Down the road in the Mad River Valley it’s much the same. Sugarbush is one of three Vermont resorts to join the National Ski Areas Association’s voluntary Climate Challenge program, taking concrete steps to inventory and reduce its greenhouse gas emissions. The ski industry is progressive on climate change because it’s got a lot to lose. A University of New Hampshire study found that every bad snow year costs the U.S. ski industry $800 million. During the winter of 2012, the fourth-warmest on record, skier visits were down 15 percent nationwide.

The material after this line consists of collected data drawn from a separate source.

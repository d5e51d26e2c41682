//! Map links for recommended venues.

use percent_encoding::{utf8_percent_encode, AsciiSet, NON_ALPHANUMERIC};

const MAPS_SEARCH_URL: &str = "https://www.google.com/maps/search/?api=1";

/// Characters left unescaped in a form-encoded query value.
const QUERY_VALUE: &AsciiSet = &NON_ALPHANUMERIC
    .remove(b'-')
    .remove(b'_')
    .remove(b'.')
    .remove(b'~');

/// Form-encode a query value, spaces as `+`.
fn quote_plus(value: &str) -> String {
    utf8_percent_encode(value, QUERY_VALUE)
        .to_string()
        .replace("%20", "+")
}

/// Universal maps link that searches by name and address and pins the place ID.
#[must_use]
pub fn map_reference(name: &str, address: &str, place_id: &str) -> String {
    let query = if address.is_empty() {
        name.to_string()
    } else {
        format!("{name}, {address}")
    };
    format!(
        "{MAPS_SEARCH_URL}&query={}&query_place_id={}",
        quote_plus(&query),
        quote_plus(place_id)
    )
}

#[cfg(test)]
mod tests {
    use super::*;

    #[test]
    fn builds_search_link_with_place_id() {
        let url = map_reference("Joe's Diner", "12 Main St, Springfield", "ChIJ123-abc_Z");
        assert_eq!(
            url,
            "https://www.google.com/maps/search/?api=1&query=Joe%27s+Diner%2C+12+Main+St%2C+Springfield&query_place_id=ChIJ123-abc_Z"
        );
    }

    #[test]
    fn literal_percent_is_not_mistaken_for_space() {
        let url = map_reference("100%20 Club", "", "id");
        assert!(url.contains("query=100%2520+Club"), "got {url}");
    }

    #[test]
    fn encoding_is_deterministic() {
        let a = map_reference("Café Ünter", "Straße 1", "p1");
        let b = map_reference("Café Ünter", "Straße 1", "p1");
        assert_eq!(a, b);
        assert!(a.contains("Caf%C3%A9"), "got {a}");
    }

    #[test]
    fn missing_address_uses_name_only() {
        let url = map_reference("Corner Bistro", "", "p9");
        assert!(url.contains("query=Corner+Bistro&"), "got {url}");
    }
}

All this is propelling some remarkable innovations – like Killington’s recent announcement that it’s powering one of its lifts with cow manure from local dairy farms.
Smugglers’ Notch, the last resort we visited, showed the most environmental leadership. Dan Maxon, manager of the resort’s environmental initiatives, spoke frankly about the downsides. For snowmaking alone they burn through two 7,000-gallon tanker trucks of diesel a week. But he was also proud of what they’ve accomplished – like making more snow than ever with less power. Smuggs has been constructing all its resort buildings to meet Vermont’s highest efficiency standards since 1996, and has been an early adopter of everything from recycling to biodiesel and solar power. It even operates a RideShare website.
All operations are guided by an environmental policy, which includes a commitment to raising the environmental awareness of guests through programs like nature walks, moonlight snowshoe hikes and zipline tree canopy tours. Guests go home inspired to make a difference. I know that’s how we felt, especially after taking in the après-ski farm-to-table scene, which Vermonters have made into something of a religion. They should call it farm-to-pint-glass, too. Vermont is one of the few states where it’s legal to taste and purchase alcoholic beverages at farmer’s markets. Microbreweries and distilleries abound, with 15 craft distilleries and counting, processing everything from local sugar beets to honey and maple syrup into spirits of distinct terroir. The Boston Globe recently named waterbury, the town we dined in near Stowe, the “best beer town in New England,” though it might be the best in the world.
Prohibition Pig, a southern-barbecue themed joint downtown, credits its source farms right on the menu. Like many of the good restaurants and inns, it’s a member of the Vermont Fresh Network, which promotes local food. On tap are the famous beers of The Alchemist, the Waterbury brewery whose Heady Topper IPA was ranked the world’s third-best beer, and Hill Farmstead, a converted woodshed in nearby Greensboro that was recently named the best brewery in the world by Ratebeer.com. If you want to buy Hill Farmstead beer outside of the few restaurants that serve it, you have to go to Greensboro, refillable growler in hand, and get in line at the tap before they sell out. “We are part of a neo-American ideal, which is the opposite of infinite, boundless growth,” mused the cerebral brewmaster Shaun Hill in an interview with Vanity Fair last spring, capturing in one sentence why he doesn’t just grow his business to satiate demand, and why his product is so damned good.
Hill’s philosophy sums up the zeitgeist we encountered in restaurants and lift lines all over northern Vermont – a celebration of place and realignment of life’s priorities along the lines of: Ski, eat, drink and live. It’s a lesson hard to quantify in tonnes of CO2, but a step in the right direction, and one worth travelling for.